WHAT TO PRODUCE: Go through the entries below and tally the lines holding "SecretKey"; please reply with the number only.
BEGIN EXTRACTED RECORDS
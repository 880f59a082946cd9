use super::generate_random_seed;
use crate::{Error, X25519PublicKey, X25519Secret};
use ed25519_dalek::{SecretKey, Signature, Signer, SigningKey, VerifyingKey};
use zeroize::Zeroize;

/// Length of the public identity as published in a pre-key bundle.
pub const IDENTITY_PUBLIC_LENGTH: usize = 64;

/// Long-term identity key pair that combines signing and key agreement capabilities.
///
/// The Ed25519 half signs pre-keys; the X25519 half is what the pairwise
/// session layer agrees keys with. Both are derived from the same seed.
pub struct IdentityKey {
    signing_key: Box<SigningKey>,
    dh_key: X25519Secret,
}

impl IdentityKey {
    /// Creates a new identity key with randomly generated components.
    pub fn new() -> Result<Self, Error> {
        let seed = generate_random_seed()?;
        let signing_key = Box::new(SigningKey::from(SecretKey::from(*seed)));
        let dh_key = X25519Secret::from(seed);

        Ok(Self {
            signing_key,
            dh_key,
        })
    }

    /// Signs a message using the Ed25519 signing key.
    pub fn sign(&self, message: &[u8]) -> Signature {
        self.signing_key.sign(message)
    }

    /// Verifies a signature using this identity's public key.
    pub fn verify(&self, message: &[u8], signature: &Signature) -> Result<(), Error> {
        self.signing_key
            .verifying_key()
            .verify_strict(message, signature)
            .map_err(|_| Error::InvalidSignature)
    }

    /// Returns the public Ed25519 signing key for this identity.
    pub fn signing_key_public(&self) -> VerifyingKey {
        self.signing_key.verifying_key()
    }

    /// Returns the public X25519 key for Diffie-Hellman operations.
    pub fn dh_key_public(&self) -> X25519PublicKey {
        self.dh_key.public_key()
    }

    /// Public identity as published: X25519 key followed by the Ed25519 key.
    pub fn public_bytes(&self) -> [u8; IDENTITY_PUBLIC_LENGTH] {
        let mut bytes = [0u8; IDENTITY_PUBLIC_LENGTH];
        bytes[0..32].copy_from_slice(self.dh_key_public().as_bytes());
        bytes[32..64].copy_from_slice(self.signing_key_public().as_bytes());

        bytes
    }

    /// Serializes the identity key to a 64-byte array.
    ///
    /// The first 32 bytes contain the Ed25519 private key,
    /// and the last 32 bytes contain the X25519 private key.
    pub fn to_bytes(&self) -> [u8; 64] {
        let mut bytes = [0u8; 64];
        bytes[0..32].copy_from_slice(self.signing_key.as_bytes().as_slice());
        bytes[32..64].copy_from_slice(self.dh_key.as_bytes());

        bytes
    }
}

impl From<[u8; 64]> for IdentityKey {
    fn from(mut bytes: [u8; 64]) -> Self {
        let mut signing_bytes = Box::new([0u8; 32]);
        signing_bytes.copy_from_slice(&bytes[0..32]);
        let signing_key = Box::new(SigningKey::from_bytes(&signing_bytes));
        signing_bytes.zeroize();

        let mut dh_bytes = Box::new([0u8; 32]);
        dh_bytes.copy_from_slice(&bytes[32..64]);
        let dh_key = X25519Secret::from(dh_bytes);

        bytes.zeroize();

        Self {
            signing_key,
            dh_key,
        }
    }
}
END EXTRACTED RECORDS
REPLY: 2